# [What the task requires]
From the first line of the records below through the line containing "use thiserror::Error;", copy everything exactly and nothing more.

···

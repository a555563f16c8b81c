//! Error handling for the HTTP API.
//!
//! Converts application errors into HTTP responses with appropriate
//! status codes. Every error body has the same shape, a single-field
//! JSON object: `{"detail": "<client-safe message>"}`.

use axum::{
    http::{header, StatusCode},
    response::{IntoResponse, Response},
    Json,
};
use serde::{Deserialize, Serialize};
use thiserror::Error;

use crate::db::repository::RepositoryError;

/// Detail message sent with every authentication failure. Identical
/// for a wrong username, a wrong password, and a missing header; the
/// response never reveals which part was rejected.
pub const UNAUTHORIZED_DETAIL: &str = "Incorrect username or password";

/// Wire shape of every error body.
#[derive(Debug, Serialize, Deserialize)]
pub struct ApiError {
    pub detail: String,
}

/// Application error type for HTTP handlers.
#[derive(Debug, Error)]
pub enum AppError {
    /// Missing, malformed, or mismatched credentials
    #[error("Incorrect username or password")]
    Unauthorized,

    /// Request parameters failed validation before any query ran
    #[error("Bad request: {0}")]
    BadRequest(String),

    /// Failure reported by the reservoir store
    #[error("Repository error: {0}")]
    Repository(#[from] RepositoryError),
}

impl IntoResponse for AppError {
    fn into_response(self) -> Response {
        match self {
            AppError::Unauthorized => {
                // Re-challenge so browser clients prompt for credentials.
                (
                    StatusCode::UNAUTHORIZED,
                    [(header::WWW_AUTHENTICATE, "Basic")],
                    Json(ApiError {
                        detail: UNAUTHORIZED_DETAIL.to_string(),
                    }),
                )
                    .into_response()
            }
            AppError::BadRequest(detail) => {
                (StatusCode::BAD_REQUEST, Json(ApiError { detail })).into_response()
            }
            AppError::Repository(err) => {
                let status = match &err {
                    RepositoryError::InvalidInput { .. } => StatusCode::BAD_REQUEST,
                    RepositoryError::NotFound { .. } => StatusCode::NOT_FOUND,
                    RepositoryError::Unavailable { .. } => StatusCode::SERVICE_UNAVAILABLE,
                    RepositoryError::Timeout { .. } => StatusCode::GATEWAY_TIMEOUT,
                    RepositoryError::Internal { .. } => StatusCode::INTERNAL_SERVER_ERROR,
                };
                if status.is_server_error() {
                    tracing::error!("Repository error surfaced as {}: {}", status, err);
                }
                // `message()` omits the diagnostic context; that stays
                // in the logs and never reaches the client.
                (
                    status,
                    Json(ApiError {
                        detail: err.message().to_string(),
                    }),
                )
                    .into_response()
            }
        }
    }
}
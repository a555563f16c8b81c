#[cfg(test)]
mod tests {
    use std::time::Duration;

    use async_trait::async_trait;
    use chrono::NaiveDate;

    use crate::api::{Level, ReservoirId, ReservoirInfo, SeriesPoint};
    use crate::db::repositories::LocalRepository;
    use crate::db::repository::{RepositoryError, RepositoryResult, ReservoirRepository};
    use crate::db::services;

    const DEADLINE: Duration = Duration::from_secs(5);

    fn day(d: u32) -> NaiveDate {
        NaiveDate::from_ymd_opt(2023, 6, d).unwrap()
    }

    fn info(name: &str) -> ReservoirInfo {
        ReservoirInfo {
            name: ReservoirId::new(name),
            basin: "cauvery".to_string(),
            capacity_mcm: 100.0,
        }
    }

    /// Repository with three reservoirs seeded in non-alphabetical
    /// order, each forecasting a distinct value.
    fn seeded_repo() -> LocalRepository {
        let repo = LocalRepository::new();
        for (i, name) in ["krs", "harangi", "kabini"].iter().enumerate() {
            repo.seed_reservoir(
                info(name),
                vec![SeriesPoint::new(day(1), 10.0 + i as f64)],
                vec![SeriesPoint::new(day(15), 40.0 + i as f64)],
            );
        }
        repo
    }

    // =========================================================
    // Pass-through Operations
    // =========================================================

    #[tokio::test]
    async fn test_list_reservoirs_passes_through() {
        let repo = seeded_repo();

        let reservoirs = services::list_reservoirs(&repo, DEADLINE).await.unwrap();
        assert_eq!(reservoirs.len(), 3);
        assert_eq!(reservoirs[0].basin, "cauvery");
    }

    #[tokio::test]
    async fn test_latest_levels_passes_through() {
        let repo = seeded_repo();

        let levels: Vec<Level> = services::latest_levels(&repo, DEADLINE).await.unwrap();
        assert_eq!(levels.len(), 3);
        assert!(levels.iter().all(|level| level.date == day(1)));
    }

    #[tokio::test]
    async fn test_prediction_for_unknown_reservoir_is_not_found() {
        let repo = seeded_repo();

        let result =
            services::prediction_for(&repo, DEADLINE, &ReservoirId::new("atlantis"), None).await;
        assert!(matches!(result, Err(RepositoryError::NotFound { .. })));
    }

    #[tokio::test]
    async fn test_historic_for_honours_the_anchor() {
        let repo = LocalRepository::new();
        repo.seed_reservoir(
            info("kabini"),
            vec![
                SeriesPoint::new(day(1), 10.0),
                SeriesPoint::new(day(2), 11.0),
                SeriesPoint::new(day(3), 12.0),
            ],
            vec![],
        );

        let series = services::historic_for(
            &repo,
            DEADLINE,
            &ReservoirId::new("kabini"),
            Some(day(2)),
        )
        .await
        .unwrap();
        assert_eq!(series.len(), 2);
        assert_eq!(series.last().unwrap().date, day(2));
    }

    // =========================================================
    // Aggregate Fan-out
    // =========================================================

    #[tokio::test]
    async fn test_predictions_for_all_preserves_enumeration_order() {
        let repo = seeded_repo();

        let predictions = services::predictions_for_all(&repo, DEADLINE, day(15))
            .await
            .unwrap();

        let order: Vec<&str> = predictions
            .iter()
            .map(|entry| entry.reservoir.as_str())
            .collect();
        assert_eq!(order, vec!["krs", "harangi", "kabini"]);

        // Each entry carries its own reservoir's forecast.
        assert_eq!(predictions[0].prediction, vec![SeriesPoint::new(day(15), 40.0)]);
        assert_eq!(predictions[2].prediction, vec![SeriesPoint::new(day(15), 42.0)]);
    }

    #[tokio::test]
    async fn test_predictions_for_all_is_all_or_nothing() {
        let repo = seeded_repo();
        repo.fail_prediction(
            &ReservoirId::new("harangi"),
            RepositoryError::unavailable("Forecast store is not reachable"),
        );

        let result = services::predictions_for_all(&repo, DEADLINE, day(15)).await;
        assert!(matches!(result, Err(RepositoryError::Unavailable { .. })));
    }

    #[tokio::test]
    async fn test_predictions_for_all_on_empty_store_is_empty() {
        let repo = LocalRepository::new();

        let predictions = services::predictions_for_all(&repo, DEADLINE, day(15))
            .await
            .unwrap();
        assert!(predictions.is_empty());
    }

    // =========================================================
    // Deadlines
    // =========================================================

    /// Repository whose every query hangs far longer than any deadline.
    struct StalledRepository;

    async fn stall() {
        tokio::time::sleep(Duration::from_secs(3600)).await;
    }

    #[async_trait]
    impl ReservoirRepository for StalledRepository {
        async fn list_reservoirs(&self) -> RepositoryResult<Vec<ReservoirInfo>> {
            stall().await;
            Ok(Vec::new())
        }

        async fn latest_levels(&self) -> RepositoryResult<Vec<Level>> {
            stall().await;
            Ok(Vec::new())
        }

        async fn prediction(
            &self,
            _reservoir: &ReservoirId,
            _anchor: Option<NaiveDate>,
        ) -> RepositoryResult<Vec<SeriesPoint>> {
            stall().await;
            Ok(Vec::new())
        }

        async fn historic(
            &self,
            _reservoir: &ReservoirId,
            _anchor: Option<NaiveDate>,
        ) -> RepositoryResult<Vec<SeriesPoint>> {
            stall().await;
            Ok(Vec::new())
        }
    }

    #[tokio::test(start_paused = true)]
    async fn test_stalled_query_times_out() {
        let repo = StalledRepository;

        let result = services::latest_levels(&repo, Duration::from_secs(1)).await;
        match result {
            Err(RepositoryError::Timeout { context, .. }) => {
                assert_eq!(context.operation.as_deref(), Some("latest_levels"));
                assert!(context.retryable);
            }
            other => panic!("expected Timeout, got {:?}", other),
        }
    }

    #[tokio::test(start_paused = true)]
    async fn test_deadline_covers_the_whole_fan_out() {
        let repo = StalledRepository;

        let result = services::predictions_for_all(&repo, Duration::from_secs(1), day(15)).await;
        assert!(matches!(result, Err(RepositoryError::Timeout { .. })));
    }

    #[test]
    fn test_retryable_classification() {
        assert!(RepositoryError::unavailable("down").is_retryable());
        assert!(RepositoryError::timeout("slow").is_retryable());
        assert!(!RepositoryError::not_found("missing").is_retryable());
        assert!(!RepositoryError::invalid_input("bad date").is_retryable());
    }
}
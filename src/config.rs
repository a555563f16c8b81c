//! Service configuration.
//!
//! Configuration is layered: an optional TOML file supplies listener and
//! query settings, and environment variables override it. The shared
//! secret is environment-only so it never lands in a checked-in file.

use std::env;
use std::fmt;
use std::fs;
use std::path::Path;
use std::time::Duration;

use axum::http::HeaderValue;
use serde::Deserialize;

/// Environment variable naming the TOML config file to load.
pub const CONFIG_PATH_VAR: &str = "RESMON_CONFIG";
/// Config file picked up from the working directory when the variable is unset.
pub const DEFAULT_CONFIG_FILE: &str = "resmon.toml";

pub const DEFAULT_HOST: &str = "0.0.0.0";
pub const DEFAULT_PORT: u16 = 8080;
pub const DEFAULT_ALLOWED_ORIGIN: &str = "http://localhost:3000";
pub const DEFAULT_QUERY_TIMEOUT_SECS: u64 = 30;

/// Shared secret expected on every `/api` request.
#[derive(Clone, PartialEq, Eq)]
pub struct ApiCredentials {
    pub username: String,
    pub password: String,
}

impl ApiCredentials {
    pub fn new(username: impl Into<String>, password: impl Into<String>) -> Self {
        Self {
            username: username.into(),
            password: password.into(),
        }
    }
}

// Manual Debug keeps the password out of log output.
impl fmt::Debug for ApiCredentials {
    fn fmt(&self, f: &mut fmt::Formatter<'_>) -> fmt::Result {
        f.debug_struct("ApiCredentials")
            .field("username", &self.username)
            .field("password", &"<redacted>")
            .finish()
    }
}

/// Resolved runtime configuration for the gateway.
#[derive(Debug, Clone)]
pub struct ServiceConfig {
    pub host: String,
    pub port: u16,
    pub credentials: ApiCredentials,
    /// Origins allowed by the CORS layer, as exact `scheme://host[:port]` strings.
    pub allowed_origins: Vec<String>,
    /// Upper bound on the time spent answering a single data query.
    pub query_timeout_secs: u64,
}

impl ServiceConfig {
    /// Loads configuration from the optional TOML file and the process
    /// environment. Environment variables win over file values.
    pub fn from_env() -> Result<Self, String> {
        let file = FileConfig::discover()?;
        Self::resolve(file, |key| env::var(key).ok())
    }

    fn resolve(file: FileConfig, env: impl Fn(&str) -> Option<String>) -> Result<Self, String> {
        let username = env("API_USERNAME")
            .ok_or_else(|| "API_USERNAME environment variable not set".to_string())?;
        let password = env("API_PASSWORD")
            .ok_or_else(|| "API_PASSWORD environment variable not set".to_string())?;

        let host = env("HOST")
            .or(file.server.host)
            .unwrap_or_else(|| DEFAULT_HOST.to_string());
        let port = match env("PORT") {
            Some(raw) => raw
                .parse()
                .map_err(|_| format!("Invalid PORT value: {raw}"))?,
            None => file.server.port.unwrap_or(DEFAULT_PORT),
        };

        let allowed_origins = match env("RESMON_ALLOWED_ORIGINS") {
            Some(raw) => parse_origin_list(&raw),
            None => file
                .cors
                .allowed_origins
                .unwrap_or_else(|| vec![DEFAULT_ALLOWED_ORIGIN.to_string()]),
        };
        if allowed_origins.is_empty() {
            return Err("Allowed origin list must name at least one origin".to_string());
        }
        // Each origin is used verbatim as a CORS allow-list header value.
        for origin in &allowed_origins {
            HeaderValue::from_str(origin)
                .map_err(|_| format!("Invalid allowed origin value: {origin:?}"))?;
        }

        let query_timeout_secs = match env("RESMON_QUERY_TIMEOUT_SECS") {
            Some(raw) => raw
                .parse()
                .map_err(|_| format!("Invalid RESMON_QUERY_TIMEOUT_SECS value: {raw}"))?,
            None => file
                .query
                .timeout_secs
                .unwrap_or(DEFAULT_QUERY_TIMEOUT_SECS),
        };
        if query_timeout_secs == 0 {
            return Err("Query timeout must be at least one second".to_string());
        }

        Ok(Self {
            host,
            port,
            credentials: ApiCredentials::new(username, password),
            allowed_origins,
            query_timeout_secs,
        })
    }

    pub fn query_deadline(&self) -> Duration {
        Duration::from_secs(self.query_timeout_secs)
    }

    pub fn bind_addr(&self) -> String {
        format!("{}:{}", self.host, self.port)
    }
}

fn parse_origin_list(raw: &str) -> Vec<String> {
    raw.split(',')
        .map(str::trim)
        .filter(|origin| !origin.is_empty())
        .map(str::to_string)
        .collect()
}

/// Optional settings read from a TOML file. Every field has an
/// environment override, so all of them are optional here.
#[derive(Debug, Clone, Default, Deserialize)]
pub struct FileConfig {
    #[serde(default)]
    pub server: ServerSection,
    #[serde(default)]
    pub cors: CorsSection,
    #[serde(default)]
    pub query: QuerySection,
}

#[derive(Debug, Clone, Default, Deserialize)]
pub struct ServerSection {
    pub host: Option<String>,
    pub port: Option<u16>,
}

#[derive(Debug, Clone, Default, Deserialize)]
pub struct CorsSection {
    pub allowed_origins: Option<Vec<String>>,
}

#[derive(Debug, Clone, Default, Deserialize)]
pub struct QuerySection {
    pub timeout_secs: Option<u64>,
}

impl FileConfig {
    /// Reads the file named by `RESMON_CONFIG`, falling back to
    /// `./resmon.toml` when present. Absence of both is not an error.
    fn discover() -> Result<Self, String> {
        if let Ok(path) = env::var(CONFIG_PATH_VAR) {
            return Self::from_file(Path::new(&path));
        }
        let fallback = Path::new(DEFAULT_CONFIG_FILE);
        if fallback.exists() {
            return Self::from_file(fallback);
        }
        Ok(Self::default())
    }

    pub fn from_file(path: &Path) -> Result<Self, String> {
        let raw = fs::read_to_string(path)
            .map_err(|e| format!("Failed to read config file {}: {}", path.display(), e))?;
        toml::from_str(&raw)
            .map_err(|e| format!("Failed to parse config file {}: {}", path.display(), e))
    }
}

···

# [Solution to the problem]
repository a555563f16c8b81c
//! Error handling for the HTTP API.
//!
//! Converts application errors into HTTP responses with appropriate
//! status codes. Every error body has the same shape, a single-field
//! JSON object: `{"detail": "<client-safe message>"}`.

use axum::{
    http::{header, StatusCode},
    response::{IntoResponse, Response},
    Json,
};
use serde::{Deserialize, Serialize};
use thiserror::Error;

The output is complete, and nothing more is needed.